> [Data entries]

Segment Open

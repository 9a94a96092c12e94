//! Capability Bridge library.
//!
//! Declarative device capability descriptors: a registry of validated
//! descriptor sets per device model, evaluation of external writes and
//! periodic reporting decisions, plus the ORP sensor model that feeds them.

pub mod capability;
pub mod config;
pub mod definitions;
pub mod error;
pub mod input;
pub mod registry;
pub mod reporting;
pub mod sensors;
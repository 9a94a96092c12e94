//! Periodic reporting decisions.
//!
//! A reporting policy decides whether an observed value is pushed upstream
//! or suppressed. Reports are rate-limited by `min_interval`, forced once
//! `max_interval` has elapsed, and otherwise only sent when the value moved
//! by at least `min_change`.

use crate::capability::CapabilityDescriptor;
use log::debug;
use parking_lot::Mutex;
use serde::{Deserialize, Serialize};
use std::sync::Arc;
use std::time::{Duration, Instant};

/// Reporting thresholds of a capability.
///
/// Intervals are whole seconds as in Zigbee attribute reporting
/// configuration.
#[derive(Debug, Clone, Copy, PartialEq, Serialize, Deserialize)]
pub struct ReportingPolicy {
    #[serde(alias = "min")]
    pub min_interval: u16,
    #[serde(alias = "max")]
    pub max_interval: u16,
    #[serde(alias = "change")]
    pub min_change: f64,
}

impl ReportingPolicy {
    pub fn new(min_interval: u16, max_interval: u16, min_change: f64) -> Self {
        Self {
            min_interval,
            max_interval,
            min_change,
        }
    }

    pub fn min_interval(&self) -> Duration {
        Duration::from_secs(self.min_interval as u64)
    }

    pub fn max_interval(&self) -> Duration {
        Duration::from_secs(self.max_interval as u64)
    }

    /// Returns the reason the policy is inconsistent, if it is.
    pub fn validate(&self) -> Result<(), String> {
        if self.min_interval > self.max_interval {
            return Err(format!(
                "reporting min interval {}s exceeds max interval {}s",
                self.min_interval, self.max_interval
            ));
        }
        if !self.min_change.is_finite() || self.min_change < 0.0 {
            return Err(format!(
                "reporting min change {} must be a non-negative number",
                self.min_change
            ));
        }
        Ok(())
    }

    /// Decide whether `current` should be reported, given the last reported
    /// value and the time since that report.
    pub fn should_report(&self, previous: f64, current: f64, elapsed: Duration) -> bool {
        if elapsed < self.min_interval() {
            return false;
        }
        if elapsed >= self.max_interval() {
            return true;
        }
        (current - previous).abs() >= self.min_change
    }
}

/// Report decision for a descriptor. Never reports without a policy.
pub fn should_report(
    descriptor: &CapabilityDescriptor,
    previous: f64,
    current: f64,
    elapsed: Duration,
) -> bool {
    descriptor
        .reporting()
        .is_some_and(|policy| policy.should_report(previous, current, elapsed))
}

/// Remembers the last reported value of one capability.
///
/// The first observation under a policy is always reported so upstream
/// receives an initial value; afterwards [`ReportingPolicy::should_report`]
/// is applied against the last *reported* value, not the last observed one,
/// so slow drifts still cross `min_change` eventually.
#[derive(Debug, Clone)]
pub struct ReportTracker {
    policy: Option<ReportingPolicy>,
    last_report: Option<(f64, Instant)>,
}

impl ReportTracker {
    pub fn new(policy: Option<ReportingPolicy>) -> Self {
        Self {
            policy,
            last_report: None,
        }
    }

    pub fn for_descriptor(descriptor: &CapabilityDescriptor) -> Self {
        Self::new(descriptor.reporting().copied())
    }

    /// Feed an observed value. Returns true when it should be reported.
    pub fn observe(&mut self, value: f64, now: Instant) -> bool {
        let Some(policy) = self.policy else {
            return false;
        };

        let report = match self.last_report {
            None => true,
            Some((previous, at)) => {
                policy.should_report(previous, value, now.saturating_duration_since(at))
            }
        };

        if report {
            self.last_report = Some((value, now));
        }
        report
    }

    /// Record an unconditional report (on-demand "report attributes").
    pub fn force(&mut self, value: f64, now: Instant) {
        self.last_report = Some((value, now));
    }

    pub fn last_reported(&self) -> Option<f64> {
        self.last_report.map(|(value, _)| value)
    }
}

/// A registered capability together with its reporting state.
///
/// Shared between the periodic sensor task and on-demand report requests.
pub struct Exposure {
    descriptor: Arc<CapabilityDescriptor>,
    tracker: Mutex<ReportTracker>,
}

impl Exposure {
    pub fn new(descriptor: Arc<CapabilityDescriptor>) -> Self {
        let tracker = ReportTracker::for_descriptor(&descriptor);
        Self {
            descriptor,
            tracker: Mutex::new(tracker),
        }
    }

    pub fn descriptor(&self) -> &CapabilityDescriptor {
        &self.descriptor
    }

    /// Feed an observed value and return whether it should be reported now.
    pub fn observe(&self, value: f64) -> bool {
        self.observe_at(value, Instant::now())
    }

    pub fn observe_at(&self, value: f64, now: Instant) -> bool {
        let report = self.tracker.lock().observe(value, now);
        if !report {
            debug!(
                "[Report] {} = {} suppressed by reporting policy",
                self.descriptor.name(),
                value
            );
        }
        report
    }

    /// Record an on-demand report of `value`.
    pub fn force_report(&self, value: f64) {
        self.tracker.lock().force(value, Instant::now());
    }

    pub fn last_reported(&self) -> Option<f64> {
        self.tracker.lock().last_reported()
    }
}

Segment Closed

> [WHAT IS EXPECTED] Find every line in the records that has the word "current". Then report the count alone.

> [ANSWER FOR THE TASK] 5